Aside from a 30-minute speech at the start of the event, the six panelists spoke more than the candidate himself. Only at one point Saturday night did Sanders attempt to create an explicit contrast with Biden, teeing up a lengthy question for West, the famed scholar and progressive activist.
"Dr. West, there was a headline in today's Detroit News," he said, picking up a copy of the newspaper. "And the headline said, 'Biden sees advantage with Michigan black voters.' OK?" Sanders, still addressing West, began to list a litany of statistics about black Americans: a larger wealth gap, a higher poverty rate, a higher rate for the uninsured and underinsured, lower life expectancies, lower pay rates. Do you think, he asked West, given “the reality of the condition of the African American community right now, that supporting a status quo, same old, same old type of politician is going to address these issues?”
Sanders effectively asked West to make the case on his behalf.
The professor stood with the mic, praising Sanders as an exemplar of “integrity, honesty, and decency" who is "never up for sale" — before describing Biden as a "neoliberal centrist.”

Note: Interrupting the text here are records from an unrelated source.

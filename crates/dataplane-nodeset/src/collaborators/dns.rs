//! DNS records for reserved addresses, published as one DNSData per node set

use std::collections::BTreeMap;

use async_trait::async_trait;
use kube::api::{Api, DynamicObject, ListParams};
use kube::{Client, ResourceExt};
use serde_json::{json, Value};
use tracing::debug;

use dataplane_common::crd::OpenStackDataPlaneNodeSet;
use dataplane_common::kube_utils::{
    apply_if_changed, dns_data_resource, dns_masq_resource, dynamic_ready,
};
use dataplane_common::Error;

use super::owned_object;
use crate::orchestrator::{DnsDataEnsurer, DnsOutcome, Reservations};

const CTLPLANE_NETWORK: &str = "ctlplane";
const DNS_DATA_LABEL_VALUE: &str = "dnsdata";

/// Records derived from the reservations of a node set
#[derive(Clone, Debug, Default, PartialEq)]
pub struct DnsRecords {
    /// DNSData host entries: `{ip, hostnames}`
    pub hosts: Vec<Value>,
    /// node → network → fully qualified host name
    pub hostnames: BTreeMap<String, BTreeMap<String, String>>,
    /// node → network → address
    pub all_ips: BTreeMap<String, BTreeMap<String, String>>,
    /// DNS domain of the control plane network
    pub ctlplane_search_domain: String,
}

/// Build the DNS records for every reservation
///
/// The short host name is the part before the first dot; the FQDN appends
/// the network's DNS domain. Reservations without a domain publish the
/// short name only.
pub fn dns_records(reservations: &Reservations) -> DnsRecords {
    let mut records = DnsRecords::default();
    for (host, node_reservations) in reservations {
        let short = host.split('.').next().unwrap_or(host);
        for r in node_reservations {
            let fqdn = match r.dns_domain.as_deref().filter(|d| !d.is_empty()) {
                Some(domain) => format!("{short}.{domain}"),
                None => short.to_string(),
            };
            if r.network.eq_ignore_ascii_case(CTLPLANE_NETWORK) {
                if let Some(domain) = &r.dns_domain {
                    records.ctlplane_search_domain = domain.clone();
                }
            }
            records.hosts.push(json!({ "ip": r.address, "hostnames": [fqdn] }));
            records
                .hostnames
                .entry(host.clone())
                .or_default()
                .insert(r.network.clone(), fqdn);
            records
                .all_ips
                .entry(host.clone())
                .or_default()
                .insert(r.network.clone(), r.address.clone());
        }
    }
    records
}

/// Creates the node set's DNSData and reads the DNSMasq addresses
pub struct KubeDnsDataEnsurer {
    client: Client,
    field_manager: String,
}

impl KubeDnsDataEnsurer {
    /// Create a new DNS data ensurer
    pub fn new(client: Client, field_manager: &str) -> Self {
        Self {
            client,
            field_manager: field_manager.to_string(),
        }
    }
}

fn strings_at(obj: &DynamicObject, pointer: &str) -> Vec<String> {
    obj.data
        .pointer(pointer)
        .and_then(Value::as_array)
        .into_iter()
        .flatten()
        .filter_map(Value::as_str)
        .map(str::to_string)
        .collect()
}

#[async_trait]
impl DnsDataEnsurer for KubeDnsDataEnsurer {
    async fn ensure(
        &self,
        node_set: &OpenStackDataPlaneNodeSet,
        reservations: &Reservations,
    ) -> Result<DnsOutcome, Error> {
        let name = node_set.name_any();
        let namespace = node_set.namespace().ok_or(Error::MissingNamespace)?;

        let masq_api: Api<DynamicObject> =
            Api::namespaced_with(self.client.clone(), &namespace, &dns_masq_resource());
        let masqs = masq_api.list(&ListParams::default()).await?.items;
        let Some(masq) = masqs.first() else {
            debug!(node_set = %name, "no DNSMasq in namespace, skipping DNS data");
            return Ok(DnsOutcome {
                ready: true,
                ..Default::default()
            });
        };

        let records = dns_records(reservations);
        let resource = dns_data_resource();
        let api: Api<DynamicObject> =
            Api::namespaced_with(self.client.clone(), &namespace, &resource);
        let desired = owned_object(
            &resource,
            &name,
            node_set,
            json!({
                "hosts": records.hosts,
                "dnsDataLabelSelectorValue": DNS_DATA_LABEL_VALUE,
            }),
        )?;
        let (dns_data, changed) =
            apply_if_changed(&api, &name, &desired, &self.field_manager).await?;

        Ok(DnsOutcome {
            ready: !changed && dynamic_ready(&dns_data),
            cluster_addresses: strings_at(masq, "/status/dnsClusterAddresses"),
            server_addresses: strings_at(masq, "/status/dnsAddresses"),
            ctlplane_search_domain: records.ctlplane_search_domain,
            hostnames: records.hostnames,
            all_ips: records.all_ips,
        })
    }
}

“The neoliberalist who all of a sudden now is coming back to life — and the catalyst was my own black people. Oh, I'm so disappointed. Oh, I'm so upset,” West told the crowd in Flint.
“Skin pigmentation doesn't determine your moral and spiritual formation. You gotta decide who you are.”
Four years ago, Hillary Clinton effectively ended Sanders' first presidential campaign in the South, where black voters generally make up a majority of Democratic primary electorates and heavily favored her candidacy. Sanders, at times, struggled talking about race during the campaign, showing early frustration when he was interrupted by Black Lives Matter protesters and had occasionally uncomfortable interactions with activists.
“His framework is income inequality and economic justice. He sees that as the all-inclusive tent,” Curtiss Reed Jr., the executive director of the Vermont Partnership for Fairness and Diversity, said in a 2018 interview.
In the intervening years, Sanders has more often brought racial justice to the fore of his campaign; he speaks often of wanting to build a multiracial coalition. His theory of the 2020 campaign involved a massive turnout operation, in which working-class voters of all races would find common cause in issues like ending medical and educational debt, and along the way, convert nonvoters into voters.
The Sanders campaign heavily organized on the campuses of historical black colleges and universities in states like South and North Carolina, hoping to capitalize on his support among younger black voters.
But over the last two weeks, in exit polling and in the returns, Sanders has still struggled to make substantial gains with black voters, particularly those in the South and those who are over age 30.
What message did they hope Saturday night delivered to black voters?
"That Sen. Sanders stands with them," Casca said, "and his agenda would bring the most powerful change to their lives."
The Democratic primary in Illinois is on March 17. A previous version of this story misstated the date.